Do we need to permute dimension in CNN?

xian_kgx · February 28, 2019, 3:00am

Supposed I have a CNN with conv layers and fully connected layers. Since image tensors in pyTorch is C * H * W, do we need to permute the dimensions of the feature maps after the final conv layer?

I’m thinking this might not be necessary since we have fully connected layers and the neurons in those layers will learn to pick the correct tensor values from the convolution feature maps during training.

But I could be wrong. Please advice.

MariosOreo · February 28, 2019, 3:43am

Hi,

What does permute the dimensions means?
In my shallow view, between conv layer and fc layer, there should be a flatten operation in tensorflow, and i think it is similar in pytorch.

xian_kgx · February 28, 2019, 5:30am

Yup, there should be a flatten operation. But do we need to first change the dimensions of (batch,c,h,w) to (batch,h,w,c) before flattening?

MariosOreo · February 28, 2019, 5:47am

of course not, data_format is default in NCHW in pytorch.

xian_kgx · February 28, 2019, 5:56am

What if I have something like this:

conv1 -> flatten -> dense -> dense -> reshape -> conv2

Where conv1’s output shape is (batch, c, h, w) and conv2’s input shape is (batch, h, w, c). Do you think I should permute dimension somewhere in between, or do you think the fully connected layers will do the mapping?

MariosOreo · February 28, 2019, 6:11am

The conv2’s input shape is (batch, h, w, c) does not make sense to me.
the dim of input and output of conv should be (batch, c, h, w) and if it is (batch, h, w, c) there will occur an error.

class model(nn.Module):
    def __init__(self):
        super(model, self).__init__()
        self.conv1 = nn.Conv2d(3, 5, kernel_size=3, padding=1)
        self.fc1 = nn.Linear(5, 10)
        self.fc2 = nn.Linear(10, 5)
        self.conv2 = nn.Conv2d(5, 3, kernel_size=3, padding=1)

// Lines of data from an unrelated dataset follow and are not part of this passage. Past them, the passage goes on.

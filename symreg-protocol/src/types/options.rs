//! Search options sent to the server

use serde::{Deserialize, Serialize};

/// Identifiers for the fitness metrics
pub mod fitness {
    pub const ABSOLUTE_ERROR: i32 = 0;
    pub const SQUARED_ERROR: i32 = 1;
    pub const ROOT_SQUARED_ERROR: i32 = 2;
    pub const LOGARITHMIC_ERROR: i32 = 3;
    pub const EXPLOG_ERROR: i32 = 4;
    pub const CORRELATION: i32 = 5;
    pub const MINIMIZE_DIFFERENCE: i32 = 6;
    pub const AKAIKE_INFORMATION: i32 = 7;
    pub const BAYESIAN_INFORMATION: i32 = 8;
    pub const MAXIMUM_ERROR: i32 = 9;
    pub const MEDIAN_ERROR: i32 = 10;
    pub const IMPLICIT_ERROR: i32 = 11;
    pub const SLOPE_ERROR: i32 = 12;
    pub const COUNT: i32 = 13;

    /// Human-readable name of a fitness metric
    pub fn name(metric: i32) -> &'static str {
        match metric {
            ABSOLUTE_ERROR => "Absolute Error",
            SQUARED_ERROR => "Squared Error",
            ROOT_SQUARED_ERROR => "Root Squared Error",
            LOGARITHMIC_ERROR => "Logarithmic Error",
            EXPLOG_ERROR => "Exponential Logarithmic Error",
            CORRELATION => "Correlation Coefficient",
            MINIMIZE_DIFFERENCE => "Minimize the Difference",
            AKAIKE_INFORMATION => "Akaike Information Criterion",
            BAYESIAN_INFORMATION => "Bayesian Information Criterion",
            MAXIMUM_ERROR => "Maximum Error",
            MEDIAN_ERROR => "Median Error",
            IMPLICIT_ERROR => "Implicit Derivative Error",
            SLOPE_ERROR => "Slope Error",
            _ => "Unknown?",
        }
    }
}

/// Options controlling a search, validated client-side before sending
#[derive(Debug, Clone, PartialEq, Serialize, Deserialize)]
pub struct SearchOptions {
    /// Target relationship to search for, e.g. `"y = f(x)"`
    pub search_relationship: String,
    /// Building-block expressions the search may compose
    pub building_blocks: Vec<String>,
    pub normalize_fitness_by: f32,
    /// One of the [`fitness`] identifiers
    pub fitness_metric: i32,
    pub solution_population_size: i32,
    pub predictor_population_size: i32,
    pub trainer_population_size: i32,
    pub solution_crossover_probability: f32,
    pub solution_mutation_probability: f32,
    pub predictor_crossover_probability: f32,
    pub predictor_mutation_probability: f32,
    /// Required when `fitness_metric` is [`fitness::IMPLICIT_ERROR`]
    pub implicit_derivative_dependencies: String,
}

impl SearchOptions {
    /// Options with default parameters for the given relationship
    pub fn new(search_relationship: impl Into<String>) -> Self {
        let mut options = Self {
            search_relationship: search_relationship.into(),
            building_blocks: Vec::new(),
            normalize_fitness_by: 1.0,
            fitness_metric: fitness::ABSOLUTE_ERROR,
            solution_population_size: 64,
            predictor_population_size: 8,
            trainer_population_size: 8,
            solution_crossover_probability: 0.7,
            solution_mutation_probability: 0.03,
            predictor_crossover_probability: 0.5,
            predictor_mutation_probability: 0.06,
            implicit_derivative_dependencies: String::new(),
        };
        options.set_default_building_blocks();
        options
    }

    /// Resets the building blocks to the default algebra plus sine/cosine
    pub fn set_default_building_blocks(&mut self) {
        self.building_blocks = [
            "1.23", // constants
            "a",    // variables
            "a+b",
            "a-b",
            "a*b",
            "a/b",
            "sin(a)",
            "cos(a)",
        ]
        .into_iter()
        .map(String::from)
        .collect();
    }

    /// Test if the options are entered and in range
    pub fn is_valid(&self) -> bool {
        let probability = 0.0..=1.0;
        !self.search_relationship.is_empty()
            && (0..fitness::COUNT).contains(&self.fitness_metric)
            && !self.building_blocks.is_empty()
            && self.solution_population_size >= 5
            && self.predictor_population_size >= 5
            && self.trainer_population_size >= 1
            && probability.contains(&self.solution_crossover_probability)
            && probability.contains(&self.solution_mutation_probability)
            && probability.contains(&self.predictor_crossover_probability)
            && probability.contains(&self.predictor_mutation_probability)
            && (self.fitness_metric != fitness::IMPLICIT_ERROR
                || !self.implicit_derivative_dependencies.is_empty())
    }

    /// Short text summary of the search options
    pub fn summary(&self) -> String {
        let mut s = String::new();
        if !self.is_valid() {
            s.push_str("Invalid! ");
        }
        s.push_str(&format!(
            "\"{}\", {} building-block types, {} fitness",
            self.search_relationship,
            self.building_blocks.len(),
            fitness::name(self.fitness_metric)
        ));
        s
    }
}

impl Default for SearchOptions {
    fn default() -> Self {
        Self::new("0=f(0)")
    }
}

#[cfg(test)]
mod tests {
    use super::*;

    #[test]
    fn test_defaults_are_valid() {
        assert!(SearchOptions::default().is_valid());
        assert!(SearchOptions::new("y = f(x)").is_valid());
    }

    #[test]
    fn test_default_parameters() {
        let options = SearchOptions::default();
        assert_eq!(options.search_relationship, "0=f(0)");
        assert_eq!(options.fitness_metric, fitness::ABSOLUTE_ERROR);
        assert_eq!(options.solution_population_size, 64);
        assert_eq!(options.predictor_population_size, 8);
        assert_eq!(options.trainer_population_size, 8);
        assert_eq!(options.building_blocks.len(), 8);
    }

    #[test]
    fn test_empty_relationship_invalid() {
        let options = SearchOptions::new("");
        assert!(!options.is_valid());
    }

    #[test]
    fn test_empty_building_blocks_invalid() {
        let mut options = SearchOptions::default();
        options.building_blocks.clear();
        assert!(!options.is_valid());
    }

    #[test]
    fn test_fitness_metric_out_of_range() {
        let mut options = SearchOptions::default();
        options.fitness_metric = fitness::COUNT;
        assert!(!options.is_valid());
        options.fitness_metric = -1;
        assert!(!options.is_valid());
    }

    #[test]
    fn test_population_bounds() {
        let mut options = SearchOptions::default();
        options.solution_population_size = 4;
        assert!(!options.is_valid());

        let mut options = SearchOptions::default();
        options.trainer_population_size = 0;
        assert!(!options.is_valid());
    }

    #[test]
    fn test_probability_bounds() {
        let mut options = SearchOptions::default();
        options.solution_mutation_probability = 1.5;
        assert!(!options.is_valid());

        let mut options = SearchOptions::default();
        options.predictor_crossover_probability = -0.1;
        assert!(!options.is_valid());
    }

    #[test]
    fn test_implicit_error_needs_dependencies() {
        let mut options = SearchOptions::default();
        options.fitness_metric = fitness::IMPLICIT_ERROR;
        assert!(!options.is_valid());

        options.implicit_derivative_dependencies = "D(y)/D(x)".into();
        assert!(options.is_valid());
    }

    #[test]
    fn test_metric_names() {
        assert_eq!(fitness::name(fitness::ABSOLUTE_ERROR), "Absolute Error");
        assert_eq!(fitness::name(fitness::SLOPE_ERROR), "Slope Error");
        assert_eq!(fitness::name(99), "Unknown?");
    }

    #[test]
    fn test_summary() {
        let options = SearchOptions::new("y = f(x)");
        let summary = options.summary();
        assert!(summary.contains("\"y = f(x)\""));
        assert!(summary.contains("8 building-block types"));
        assert!(summary.contains("Absolute Error fitness"));
        assert!(!summary.contains("Invalid!"));
    }

    #[test]
    fn test_summary_flags_invalid() {
        let options = SearchOptions::new("");
        assert!(options.summary().starts_with("Invalid! "));
    }
}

    def forward(self, input):
        output = self.conv1(input)
        output = self.fc1(output)
        output = self.fc2(output)
        output = self.conv2(output)
        return output


a = torch.randn(size=(1, 3, 5, 5))
model = model()
output = model(a)
print(output.shape)

xian_kgx · February 28, 2019, 6:44am

Have a look at the YOLO architecture in the picture above.
Notice that there are two dense layers between the front conv layers (output shape: 7x7x1024) and the final output which is in 7x7x30.

I’m trying to implement it in Pytorch and so the output of the layer before the two dense layers is 1024x7x7 (CxHxW).

Then I first reshape/flatten before passing to the two dense layers.

After the second dense layer, I again reshape it to 7x7x30.

Notice I went from 1024x7x7 (CxHxW) to 7x7x30 (HxWxC) (my labels is build using this format). My question is whether this is acceptable? I believe the dense layers between should handle this mapping from CxHxW to HxWxC. Or should I permute the dimentions somewhere in between so that both are CxHxW (or HxWxC).

MariosOreo · February 28, 2019, 7:11am

I’m sorry that I have not met this situation.
But if your image and labels are loaded by data loader, the format both default in NCHW, and we do not need to pay attention to the data format and do addition operations.

xian_kgx · February 28, 2019, 7:19am

Thanks for your quick reply. But the output of the network is not an image and supposingly a combination of multi-class classification and regression of object detection probabilities and bounding boxes values.